War Remains, an immersive virtual reality experience at The National World War I Museum and Memorial will take back the museum visitors to the bloody trenches of World War I. The experience is set during the 1917 Battle of Passchendaele, where about 450,000 Allied and German soldiers were killed, wounded, or went missing outside the Belgian city of Ypres.
After putting on the VR goggles, the visitors enter the apocalyptic scene and walk through a web of trenches lit by distant fires, explosions, and an occasional flare overhead. You can witness the Earth around you destroyed by artillery fire, limbs hanging into the trench, along with a fiery night sky.

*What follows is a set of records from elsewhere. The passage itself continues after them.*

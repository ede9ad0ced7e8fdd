//! Name/value/unit block reader.
//!
//! A range is read from its top-left name cell downward: the value sits one
//! column to the right of the name and the unit two columns to the right.
//! Blank name cells before the first entry are tolerated up to a limit; the
//! first blank name after an entry ends the block.

use std::path::Path;

use super::access::open_workbook;
use super::cell_ref::CellRef;
use super::workbook::Sheet;
use crate::error::Result;
use crate::model::{normalize_variable_name, CellValue, TabularRangeRow};
use crate::options::RangeOptions;

/// Read the block starting at `start` from a loaded sheet.
pub fn read_range(sheet: &Sheet, start: CellRef, options: &RangeOptions) -> Vec<TabularRangeRow> {
    let mut rows = Vec::new();
    let mut leading_blanks = 0;

    for offset in 0..options.max_rows {
        let name_cell = start.down(offset);
        let name = sheet.value(&name_cell);

        if name.is_blank() {
            if rows.is_empty() && leading_blanks < options.max_leading_blank_rows {
                leading_blanks += 1;
                continue;
            }
            break;
        }

        rows.push(TabularRangeRow {
            name: normalize_variable_name(&name.to_display_string()),
            value: cell_text(&sheet.value(&name_cell.right(1)), options),
            unit: sheet.value(&name_cell.right(2)).to_display_string().trim().to_string(),
            source_row: name_cell.row,
        });
    }

    log::debug!(
        "range {}!{}: {} row(s)",
        sheet.name(),
        start,
        rows.len()
    );
    rows
}

fn cell_text(value: &CellValue, options: &RangeOptions) -> String {
    let text = value.to_display_string();
    if options.trim_values {
        text.trim().to_string()
    } else {
        text
    }
}

/// Open a workbook and read the block at `start_cell` on `sheet_name`.
///
/// Fails with `NotFound` for a missing file or sheet and `ValidationFailed`
/// for a malformed start cell.
pub fn read_range_from_path(
    path: impl AsRef<Path>,
    sheet_name: &str,
    start_cell: &str,
    options: &RangeOptions,
) -> Result<Vec<TabularRangeRow>> {
    let start = CellRef::parse(start_cell)?;
    let workbook = open_workbook(path)?;
    let sheet = workbook.sheet(sheet_name)?;
    Ok(read_range(&sheet, start, options))
}
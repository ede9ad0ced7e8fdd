//! DOCX (Word) document variables.
//!
//! A Word document stores variable definitions as `w:docVar` entries in
//! `word/settings.xml` and renders them through DOCVARIABLE fields in
//! `word/document.xml`, either as simple fields (`w:fldSimple`) or as
//! complex fields (`w:fldChar` begin/separate/end runs around a
//! `w:instrText`).
//!
//! # Example
//!
//! ```no_run
//! use std::collections::BTreeMap;
//! use varsync::docx::DocxDocument;
//!
//! let mut doc = DocxDocument::open("report.docx")?;
//! println!("{:?}", doc.read_defined_variables()?);
//!
//! let mut updates = BTreeMap::new();
//! updates.insert("Width".to_string(), "12 cm".to_string());
//! doc.apply_variable_updates(&updates)?;
//! doc.commit("report.docx")?;
//! # Ok::<(), varsync::Error>(())
//! ```

mod document;
mod field;
mod patch;
mod scan;

pub use document::{
    backup_path, read_docx_field_names, read_docx_snapshot, read_docx_variables,
    update_docx_variables, DocxDocument, PatchSummary, UpdateReport, DOCUMENT_PART,
    SETTINGS_PART,
};
pub use field::parse_docvariable_instruction;
pub use patch::{patch_definitions, patch_display_fields, PartPatch};
pub use scan::{scan_definitions, scan_display_fields};
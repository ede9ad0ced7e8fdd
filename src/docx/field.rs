//! DOCVARIABLE instruction parsing and field tracking.

use crate::error::{Error, Result};
use quick_xml::events::BytesStart;

const KEYWORD: &str = "DOCVARIABLE";

/// Extract the variable name from a field instruction.
///
/// The name is the first whitespace-delimited token after the
/// `DOCVARIABLE` keyword, with surrounding quotes stripped. Switches after
/// the name (`\* MERGEFORMAT`) are ignored. The keyword is matched
/// case-insensitively, as Word does.
///
/// ```
/// use varsync::docx::parse_docvariable_instruction;
///
/// assert_eq!(
///     parse_docvariable_instruction(r#" DOCVARIABLE "Width" \* MERGEFORMAT "#),
///     Some("Width".to_string())
/// );
/// assert_eq!(parse_docvariable_instruction(" PAGE "), None);
/// ```
pub fn parse_docvariable_instruction(instr: &str) -> Option<String> {
    // ASCII uppercasing keeps byte offsets aligned with `instr`
    let upper = instr.to_ascii_uppercase();
    let mut from = 0;

    while let Some(pos) = upper[from..].find(KEYWORD) {
        let after = from + pos + KEYWORD.len();
        let rest = &instr[after..];
        from = after;

        if !rest.starts_with(char::is_whitespace) {
            continue;
        }
        let Some(token) = rest.split_whitespace().next() else {
            continue;
        };
        let name = token.trim_matches(|c| matches!(c, '"' | '\u{201C}' | '\u{201D}'));
        if !name.is_empty() {
            return Some(name.to_string());
        }
    }

    None
}

#[derive(Debug, Clone, Copy, PartialEq, Eq)]
enum ComplexState {
    Idle,
    InField,
    AfterSeparate,
}

/// Tracks which DOCVARIABLE field, if any, the current position of an
/// element stream belongs to.
///
/// Feed it every start/empty element through [`open`](Self::open), every
/// end element through [`close`](Self::close), and text through
/// [`text`](Self::text) while [`collecting_instruction`](Self::collecting_instruction)
/// is true. Only `fldSimple`, `fldChar` and `instrText` are examined.
#[derive(Debug)]
pub(crate) struct FieldTracker {
    state: ComplexState,
    instruction: String,
    complex_name: Option<String>,
    complex_reported: bool,
    in_instr_text: bool,
    /// `Some` while inside a `fldSimple`; inner value is its DOCVARIABLE name
    simple: Option<Option<String>>,
}

impl FieldTracker {
    pub(crate) fn new() -> Self {
        Self {
            state: ComplexState::Idle,
            instruction: String::new(),
            complex_name: None,
            complex_reported: false,
            in_instr_text: false,
            simple: None,
        }
    }

    /// Handle a start (`self_closing == false`) or empty element. Returns the
    /// variable name when this element completes the recognition of a
    /// DOCVARIABLE field.
    pub(crate) fn open(&mut self, e: &BytesStart<'_>, self_closing: bool) -> Result<Option<String>> {
        match e.local_name().as_ref() {
            b"fldSimple" => {
                let instr = attribute(e, b"instr")?.unwrap_or_default();
                let name = parse_docvariable_instruction(&instr);
                if !self_closing {
                    self.simple = Some(name.clone());
                }
                Ok(name)
            }
            b"fldChar" => {
                let kind = attribute(e, b"fldCharType")?.unwrap_or_default();
                Ok(self.field_char(&kind))
            }
            b"instrText" if !self_closing && self.state == ComplexState::InField => {
                self.in_instr_text = true;
                Ok(None)
            }
            _ => Ok(None),
        }
    }

    /// Handle an end element by local name.
    pub(crate) fn close(&mut self, local_name: &[u8]) {
        match local_name {
            b"fldSimple" => self.simple = None,
            b"instrText" if self.in_instr_text => {
                self.in_instr_text = false;
                if let Some(name) = parse_docvariable_instruction(&self.instruction) {
                    self.complex_name = Some(name);
                }
            }
            _ => {}
        }
    }

    /// Whether text events currently belong to an instruction.
    pub(crate) fn collecting_instruction(&self) -> bool {
        self.in_instr_text
    }

    /// Append instruction text.
    pub(crate) fn text(&mut self, text: &str) {
        if self.in_instr_text {
            self.instruction.push_str(text);
        }
    }

    /// Name of the variable whose display text encloses the current
    /// position, if any.
    pub(crate) fn display_target(&self) -> Option<&str> {
        if let Some(simple) = &self.simple {
            return simple.as_deref();
        }
        match self.state {
            ComplexState::AfterSeparate => self.complex_name.as_deref(),
            _ => None,
        }
    }

    fn field_char(&mut self, kind: &str) -> Option<String> {
        match (self.state, kind) {
            (_, "begin") => {
                self.state = ComplexState::InField;
                self.instruction.clear();
                self.complex_name = None;
                self.complex_reported = false;
                self.in_instr_text = false;
                None
            }
            (ComplexState::InField, "separate") => {
                self.state = ComplexState::AfterSeparate;
                self.report_complex()
            }
            (_, "end") => {
                // a field without a result section is still a reference
                let found = if self.state == ComplexState::InField {
                    self.report_complex()
                } else {
                    None
                };
                self.state = ComplexState::Idle;
                self.complex_name = None;
                self.in_instr_text = false;
                found
            }
            _ => None,
        }
    }

    fn report_complex(&mut self) -> Option<String> {
        if self.complex_reported {
            return None;
        }
        self.complex_reported = true;
        self.complex_name.clone()
    }
}

/// Unescaped value of the attribute with the given local name.
pub(crate) fn attribute(e: &BytesStart<'_>, local_name: &[u8]) -> Result<Option<String>> {
    for attr in e.attributes() {
        let attr = attr?;
        if attr.key.local_name().as_ref() == local_name {
            let value = attr
                .unescape_value()
                .map_err(|err| Error::XmlParse(err.to_string()))?;
            return Ok(Some(value.into_owned()));
        }
    }
    Ok(None)
}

“What VR can do is fool your lizard brain,” said podcast producer Dan Carlin, who will be narrating the experience. “It can make the hair on the back of your neck stand up even though your conscious brain knows that this isn’t real. The combination of all those things together seemed like a likely place to recreate a nightmare.”
“We designed this experience to use technology to provide an added layer of what we’d like to call empathy amplification, a chance to get a little deeper into the story than the previous tools available to most of us [such as books, movies, podcasts, etc.] have allowed for,” Carlin stated.
War Remains is unlike any conventional war movie or video game. Instead, it is a thrilling, physical recreation of the World War I trench system seen through VR headsets at the museum in Kansas City, Missouri.
“Shell shock was a real thing, and, as we all know, concussions are a real thing,” said the overall director, Brandon Oldenburg. “Those sorts of things had lasting, dramatically tragic effects on those who survived the war. That vibration simulates what it was like being adjacent to an explosion that was happening all around you.”
Nevertheless, the experience does aim to take you back to the war trenches like never before. Still, it doesn’t cross the fine line between showing the brutality of the Western Front and traumatizing the visitors through the experience.
“It is taken to the extremities and limits of gore, but that is doing honor to those who experienced it,” Oldenburg said. “Had there been a WWI veteran that we could have put through this, I would have been embarrassed because I know we still didn’t reach the levels of extremities of how horrific it was. But we got it as close as we could without people leaving this thing fully traumatized.”
Oldenburg also reinstated that visitors would always have the option to take off their goggles and go home.
“There have been times with the press and others where we’ve observed people go through, and the moment they see a rat they’re like ‘I’m done, I’m leaving,’” Oldenburg said.
Irrespective of your liking for the sheer amount of realism the experience has on offer, War Remains is undoubtedly a once-in-a-lifetime opportunity to revisit the century-old war. The physical exhibit opens on May 27, and for those who cannot make it to the museum in person, there is a home edition of War Remains that can be accessed using a VR headset.